Start of MATERIAL PROVIDED
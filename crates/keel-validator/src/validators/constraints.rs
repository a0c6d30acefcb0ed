//! Keyword checks shared by several strategies: `enum`, numeric bounds,
//! string length, and `pattern`.

use std::cell::RefCell;
use std::collections::HashMap;

use keel_core::value::loosely_equal;
use keel_core::Schema;
use regex::Regex;
use serde_json::Value;

use crate::error::{ValidationError, ValidationErrorKind};

/// `enum` membership. Numbers compare by value, so `1` matches `1.0`.
pub(crate) fn check_enum(value: &Value, schema: &Schema) -> Result<(), ValidationError> {
    match &schema.enum_values {
        Some(allowed) if !allowed.iter().any(|candidate| loosely_equal(candidate, value)) => Err(
            ValidationError::new(ValidationErrorKind::NotEnumMember, value.clone(), schema),
        ),
        _ => Ok(()),
    }
}

/// `minimum` / `maximum` with their OpenAPI 3.0 boolean exclusive flags.
pub(crate) fn check_bounds(value: &Value, schema: &Schema) -> Result<(), ValidationError> {
    let Some(n) = value.as_f64() else {
        return Ok(());
    };

    if let Some(minimum) = schema.minimum {
        let exclusive = schema.exclusive_minimum.unwrap_or(false);
        if n < minimum || (exclusive && n <= minimum) {
            let kind = ValidationErrorKind::LessThanMinimum { minimum, exclusive };
            return Err(ValidationError::new(kind, value.clone(), schema));
        }
    }

    if let Some(maximum) = schema.maximum {
        let exclusive = schema.exclusive_maximum.unwrap_or(false);
        if n > maximum || (exclusive && n >= maximum) {
            let kind = ValidationErrorKind::MoreThanMaximum { maximum, exclusive };
            return Err(ValidationError::new(kind, value.clone(), schema));
        }
    }

    Ok(())
}

/// `minLength` / `maxLength`, counted in Unicode scalar values.
pub(crate) fn check_length(text: &str, schema: &Schema) -> Result<(), ValidationError> {
    if schema.min_length.is_none() && schema.max_length.is_none() {
        return Ok(());
    }

    let actual = text.chars().count();
    let kind = match (schema.min_length, schema.max_length) {
        (Some(min_length), _) if actual < min_length => {
            ValidationErrorKind::LessThanMinLength { min_length, actual }
        }
        (_, Some(max_length)) if actual > max_length => {
            ValidationErrorKind::MoreThanMaxLength { max_length, actual }
        }
        _ => return Ok(()),
    };
    Err(ValidationError::new(kind, Value::String(text.to_string()), schema))
}

/// Compiled `pattern` keywords, held by a validator for one top-level call.
#[derive(Debug, Default)]
pub(crate) struct PatternCache {
    compiled: RefCell<HashMap<String, Regex>>,
}

impl PatternCache {
    fn get_or_compile(&self, pattern: &str) -> Result<Regex, regex::Error> {
        if let Some(regex) = self.compiled.borrow().get(pattern) {
            return Ok(regex.clone());
        }
        let regex = Regex::new(pattern)?;
        self.compiled
            .borrow_mut()
            .insert(pattern.to_string(), regex.clone());
        Ok(regex)
    }

    #[cfg(test)]
    pub(crate) fn len(&self) -> usize {
        self.compiled.borrow().len()
    }
}

/// `pattern`, searched anywhere in the string as JSON Schema specifies.
pub(crate) fn check_pattern(
    text: &str,
    schema: &Schema,
    cache: &PatternCache,
) -> Result<(), ValidationError> {
    let Some(pattern) = &schema.pattern else {
        return Ok(());
    };

    let kind = match cache.get_or_compile(pattern) {
        Ok(regex) if regex.is_match(text) => return Ok(()),
        Ok(_) => ValidationErrorKind::PatternMismatch {
            pattern: pattern.clone(),
        },
        Err(e) => ValidationErrorKind::InvalidPattern {
            pattern: pattern.clone(),
            reason: e.to_string(),
        },
    };
    Err(ValidationError::new(kind, Value::String(text.to_string()), schema))
}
End of MATERIAL PROVIDED
Lines that contain "false" should be pulled from the entries above and reported.

        let exclusive = schema.exclusive_minimum.unwrap_or(false);
        let exclusive = schema.exclusive_maximum.unwrap_or(false);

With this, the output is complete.